我們走進了那名刑警的病房,他已經醒了,正在吃東西。馬濤告訴我們,這個刑警叫施斌,已經在珠市警局干了三四年了。照看他的那名刑警見我們來了,馬上站起來,馬濤揮揮手,讓他出去。
施斌放下手裡的筷子,朝我們點頭打招呼,他很憔悴,嘴唇都發白了。
病房的藥味太濃,消毒水的味道很刺鼻,我捂著口鼻,差點吐了出來。馬濤問施斌的身體怎麼樣,施斌說就是身體還沒有什麼力氣。施斌的手上正插著針管,藥水一滴一滴地輸進他的身體裡。
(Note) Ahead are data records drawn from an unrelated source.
use std::collections::HashMap;
use std::sync::OnceLock;

use plate_core::{
    AppliedTransaction, Editor, ElementNode, Marks, Node, Op, Selection, TextNode, Transaction,
    point_at_block_offset,
};
use regex::Regex;

use crate::element::MentionAttrs;
use crate::error::CommitError;
use crate::menu::{Candidate, CandidateKind};
use crate::state::{ActivationState, SuggestionRange};

pub const COMMIT_SOURCE: &str = "command:mention.commit";
pub const LINK_SOURCE: &str = "command:mention.insert_link";

#[derive(Debug, Clone, Copy, PartialEq, Eq, Hash)]
pub enum CommandId {
    InsertMention,
    InsertLink,
}

impl CommandId {
    pub fn for_candidate(candidate: &Candidate) -> Option<Self> {
        match candidate.kind {
            CandidateKind::Mention => Some(CommandId::InsertMention),
            CandidateKind::Link { .. } => Some(CommandId::InsertLink),
            CandidateKind::Separator => None,
        }
    }
}

pub struct CommitRequest<'a> {
    pub activation: &'a ActivationState,
    pub candidate: &'a Candidate,
    pub separator: char,
}

/// `Ok(None)` when there was nothing to replace.
pub type CommitHandler =
    fn(&mut Editor, &CommitRequest<'_>) -> Result<Option<AppliedTransaction>, CommitError>;

/// Insert commands keyed by [`CommandId`].
pub struct InsertCommands {
    handlers: HashMap<CommandId, CommitHandler>,
}

impl Default for InsertCommands {
    fn default() -> Self {
        let mut commands = Self::empty();
        commands.register(CommandId::InsertMention, insert_mention);
        commands.register(CommandId::InsertLink, insert_link);
        commands
    }
}

impl InsertCommands {
    pub fn empty() -> Self {
        Self {
            handlers: HashMap::new(),
        }
    }

    pub fn register(&mut self, id: CommandId, handler: CommitHandler) -> Option<CommitHandler> {
        self.handlers.insert(id, handler)
    }

    pub fn contains(&self, id: CommandId) -> bool {
        self.handlers.contains_key(&id)
    }

    pub fn run(
        &self,
        id: CommandId,
        editor: &mut Editor,
        request: &CommitRequest<'_>,
    ) -> Result<Option<AppliedTransaction>, CommitError> {
        let handler = self
            .handlers
            .get(&id)
            .ok_or(CommitError::MissingCommand(id))?;
        handler(editor, request)
    }
}

fn insert_mention(
    editor: &mut Editor,
    request: &CommitRequest<'_>,
) -> Result<Option<AppliedTransaction>, CommitError> {
    let candidate = request.candidate;
    if !matches!(candidate.kind, CandidateKind::Mention) || candidate.id.is_empty() {
        return Err(CommitError::NotCommittable(candidate.id.clone()));
    }
    let attrs = MentionAttrs::new(&candidate.id, &candidate.display);
    let Some(tx) = build_mention_transaction(editor, request.activation, &attrs, request.separator)
    else {
        return Ok(None);
    };
    tracing::debug!(id = %attrs.id, display = %attrs.display, "committing mention");
    Ok(Some(editor.apply(tx)?))
}

fn insert_link(
    editor: &mut Editor,
    request: &CommitRequest<'_>,
) -> Result<Option<AppliedTransaction>, CommitError> {
    let candidate = request.candidate;
    let CandidateKind::Link { href } = &candidate.kind else {
        return Err(CommitError::NotCommittable(candidate.id.clone()));
    };
    if !is_embeddable_link(href) {
        return Err(CommitError::RejectedLink { href: href.clone() });
    }
    let Some(tx) = build_link_transaction(editor, request.activation, &candidate.display, href)
    else {
        return Ok(None);
    };
    tracing::debug!(href = %href, "committing link");
    Ok(Some(editor.apply(tx)?))
}

fn link_pattern() -> &'static Regex {
    static PATTERN: OnceLock<Regex> = OnceLock::new();
    PATTERN.get_or_init(|| Regex::new(r"^https?://\S+$").expect("link pattern is valid"))
}

pub fn is_embeddable_link(href: &str) -> bool {
    link_pattern().is_match(href.trim())
}

/// Replaces the active trigger run with one mention followed by `separator`
/// and puts the caret after the separator. `None` while inactive.
pub fn build_mention_transaction(
    editor: &Editor,
    activation: &ActivationState,
    attrs: &MentionAttrs,
    separator: char,
) -> Option<Transaction> {
    let ActivationState::Active { range, .. } = activation else {
        return None;
    };
    let inserted = vec![attrs.to_node(), Node::text(separator.to_string())];
    let caret = range.from + plate_core::LEAF_SENTINEL.len_utf8() + separator.len_utf8();
    replace_range(editor, range, inserted, caret, COMMIT_SOURCE)
}

/// Replaces the active trigger run with `display` linked to `href`, then a
/// plain space.
pub fn build_link_transaction(
    editor: &Editor,
    activation: &ActivationState,
    display: &str,
    href: &str,
) -> Option<Transaction> {
    let ActivationState::Active { range, .. } = activation else {
        return None;
    };
    let text = if display.is_empty() { href } else { display };
    let inserted = vec![
        Node::Text(TextNode {
            text: text.to_string(),
            marks: Marks {
                link: Some(href.to_string()),
                ..Marks::default()
            },
        }),
        Node::text(" "),
    ];
    let caret = range.from + text.len() + 1;
    replace_range(editor, range, inserted, caret, LINK_SOURCE)
}

/// Rebuilds the block with `[from, to)` swapped for `inserted`, as one node
/// replacement.
fn replace_range(
    editor: &Editor,
    range: &SuggestionRange,
    inserted: Vec<Node>,
    caret_offset: usize,
    source: &str,
) -> Option<Transaction> {
    let Node::Element(block) = editor.doc().node(&range.block)? else {
        return None;
    };
    let (mut children, after) = split_inline(&block.children, range.from, range.to);
    if !matches!(children.last(), Some(Node::Text(_))) {
        children.push(Node::text(""));
    }
    children.extend(inserted);
    children.extend(after);

    let caret = point_at_block_offset(&range.block, &children, caret_offset);
    let next = Node::Element(ElementNode {
        kind: block.kind.clone(),
        attrs: block.attrs.clone(),
        children,
    });

    Some(
        Transaction::new(vec![
            Op::RemoveNode {
                path: range.block.clone(),
            },
            Op::InsertNode {
                path: range.block.clone(),
                node: next,
            },
        ])
        .selection_after(Selection::collapsed(caret))
        .source(source),
    )
}

/// Inline children before `from` and from `to` on. Voids inside the range
/// are dropped, text leaves are cut at the edges.
fn split_inline(children: &[Node], from: usize, to: usize) -> (Vec<Node>, Vec<Node>) {
    let mut before = Vec::new();
    let mut after = Vec::new();
    let mut offset = 0usize;

    for child in children {
        let len = child.inline_len();
        let (start, end) = (offset, offset + len);
        offset = end;

        match child {
            Node::Text(t) => {
                if start < from {
                    let cut = plate_core::clamp_to_char_boundary(&t.text, from.min(end) - start);
                    before.push(Node::Text(TextNode {
                        text: t.text[..cut].to_string(),
                        marks: t.marks.clone(),
                    }));
                }
                if end > to {
                    let cut = plate_core::clamp_to_char_boundary(&t.text, to.saturating_sub(start));
                    let rest = &t.text[cut..];
                    if !rest.is_empty() {
                        after.push(Node::Text(TextNode {
                            text: rest.to_string(),
                            marks: t.marks.clone(),
                        }));
                    }
                }
            }
            Node::Void(_) => {
                if end <= from {
                    before.push(child.clone());
                } else if start >= to {
                    after.push(child.clone());
                }
            }
            Node::Element(_) => {}
        }
    }

    (before, after)
}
「受了驚嚇會這麼嚴重?」馬濤皺眉盯著慢慢減少的藥水,「看來你被嚇的不輕啊。」
馬濤半開玩笑的語氣非但沒有讓氣氛變的輕鬆,施斌聽了之後,臉色變的更加難看了。馬濤坐到床沿,問施斌究竟發生了什麼。施斌雖然沒有傷到人,但是他開槍了,如果不給出正當的開槍理由,根據相關的開槍條例,他是要受到處分的。
施斌神經兮兮地四處望了望,他說他見鬼了。
「胡鬧!」馬濤聽施斌還是這麼講,怒喝了一聲。施斌被送來醫院之前也這麼說,當時施斌剛剛受了驚嚇,所以馬濤也沒有說他什麼,但是施斌現在都已經醒來了,他還這麼說,馬濤自然是要不高興的。
施斌哭喪著臉,說他講的都是真的。
看著施斌快哭出來的樣子,我讓馬濤不要打斷施斌的話,先聽下去再說。馬濤點點頭,示意施斌繼續說。施斌考慮了很久,終於想起該從哪裡說。
施斌按照馬濤的吩咐,找到了蔣英成家所在的那棟居民樓,他剛走到樓下,就覺得有一陣冷風往他身上吹,樓道裡很幽暗,一開始他沒覺得奇怪,可是他越往上走就越覺得頭皮發麻,身上的汗毛也都豎了起來。